Why were you interested in American Auto?
I was attracted to this show because I have always wanted to do a workplace comedy. I think NBC does it incredibly well and after years of success with it, knows the structure. Justin Spitzer is coming straight off of Superstore, but he also wrote for The Office for a long time. Frankly, I just loved the pilot, I thought it was smart, and that it was an NBC workplace comedy, but for 2021. It had moved forward with regard to social issues and things like that; which I really appreciated.
Does it remind you of The Office or any other shows?

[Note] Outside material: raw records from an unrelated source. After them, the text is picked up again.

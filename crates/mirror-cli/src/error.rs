//! Error types for mirror-cli

/// Result type for CLI operations
pub type Result<T> = std::result::Result<T, CliError>;

/// Errors that can occur in CLI operations
#[derive(Debug, thiserror::Error)]
pub enum CliError {
    /// Error from mirror-core
    #[error(transparent)]
    Core(#[from] mirror_core::Error),

    /// Error from mirror-fs
    #[error(transparent)]
    Fs(#[from] mirror_fs::Error),

    /// Standard I/O error
    #[error(transparent)]
    Io(#[from] std::io::Error),

    /// Logging could not be set up
    #[error("Failed to initialize logging: {message}")]
    Logging { message: String },
}

impl CliError {
    pub fn logging(message: impl std::fmt::Display) -> Self {
        Self::Logging {
            message: message.to_string(),
        }
    }
}
//! Log output: `<local-timestamp> : <message>` to stdout and the log file

use std::fmt;
use std::fs::{self, OpenOptions};
use std::path::Path;
use std::sync::Mutex;

use mirror_core::LogEvent;
use tracing::field::{Field, Visit};
use tracing::{Event, Level, Subscriber};
use tracing_subscriber::fmt::format::Writer;
use tracing_subscriber::fmt::{FmtContext, FormatEvent, FormatFields};
use tracing_subscriber::registry::LookupSpan;
use tracing_subscriber::{EnvFilter, fmt as tracing_fmt, prelude::*};

use crate::error::{CliError, Result};

/// Install the global subscriber.
///
/// Every event is written once to stdout and appended to `log_file`. The
/// level comes from `RUST_LOG`, defaulting to "info", or "debug" when
/// `verbose` is set.
pub fn init(log_file: &Path, verbose: bool) -> Result<()> {
    if let Some(parent) = log_file.parent().filter(|p| !p.as_os_str().is_empty()) {
        fs::create_dir_all(parent).map_err(|e| mirror_fs::Error::io(parent, e))?;
    }
    let file = OpenOptions::new()
        .create(true)
        .append(true)
        .open(log_file)
        .map_err(|e| mirror_fs::Error::io(log_file, e))?;

    let filter_layer = if verbose {
        EnvFilter::try_new("debug")
    } else {
        EnvFilter::try_from_default_env().or_else(|_| EnvFilter::try_new("info"))
    }
    .map_err(CliError::logging)?;

    let console_layer = tracing_fmt::layer()
        .event_format(LogLineFormat)
        .with_writer(std::io::stdout);
    let file_layer = tracing_fmt::layer()
        .event_format(LogLineFormat)
        .with_ansi(false)
        .with_writer(Mutex::new(file));

    tracing_subscriber::registry()
        .with(filter_layer)
        .with(console_layer)
        .with(file_layer)
        .try_init()
        .map_err(CliError::logging)?;

    Ok(())
}

/// Renders each event as a [`LogEvent`] line.
///
/// Events at `INFO` and above carry only their message. Debug and trace
/// events also list their structured fields.
#[derive(Debug, Clone, Copy, Default)]
pub struct LogLineFormat;

impl<S, N> FormatEvent<S, N> for LogLineFormat
where
    S: Subscriber + for<'a> LookupSpan<'a>,
    N: for<'a> FormatFields<'a> + 'static,
{
    fn format_event(
        &self,
        _ctx: &FmtContext<'_, S, N>,
        mut writer: Writer<'_>,
        event: &Event<'_>,
    ) -> fmt::Result {
        let mut visitor = MessageVisitor::default();
        event.record(&mut visitor);

        let mut message = visitor.message;
        if *event.metadata().level() > Level::INFO {
            for field in visitor.fields {
                message.push(' ');
                message.push_str(&field);
            }
        }

        writeln!(writer, "{}", LogEvent::now(message))
    }
}

#[derive(Default)]
struct MessageVisitor {
    message: String,
    fields: Vec<String>,
}

impl Visit for MessageVisitor {
    fn record_str(&mut self, field: &Field, value: &str) {
        if field.name() == "message" {
            self.message = value.to_string();
        } else {
            self.fields.push(format!("{}={}", field.name(), value));
        }
    }

    fn record_debug(&mut self, field: &Field, value: &dyn fmt::Debug) {
        if field.name() == "message" {
            self.message = format!("{:?}", value);
        } else {
            self.fields.push(format!("{}={:?}", field.name(), value));
        }
    }
}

Obviously, it has a tonal quality or a structural quality that’s similar. Each show takes a minute to develop its own tone. I know Michael Scott was the boss. It was a paper company in The Office, it was lower stakes; it was a small, American business. This is big, big business. Our show is really calling out corporate culture and making fun of the people who are making these huge decisions. They are accountable to their shareholders and they’re accountable to the board, but apart from that, they’re making huge decisions that impact real people every single day. It’s kind of interesting to look at a workplace comedy more from the standpoint of corporate culture and what goes on and who these people really are that are making these massive decisions that impact all of us all the time.
How did you approach your character?
She’s a female CEO so there’s a lot to have fun with there because I think she is really competent but I think she’s also really trying to prove herself in essentially what is still a man’s world. Even though I know the opportunities are increasing for women in the workplace, not that many exist at the level that she does in that Fortune 500. I think there’s only like 8 percent or something of female CEOs still at this point. So, she’s got a lot of confidence but a lot of secret fear. Also, she comes from big pharma so she has quite a bit of swagger that she has no problem exercising.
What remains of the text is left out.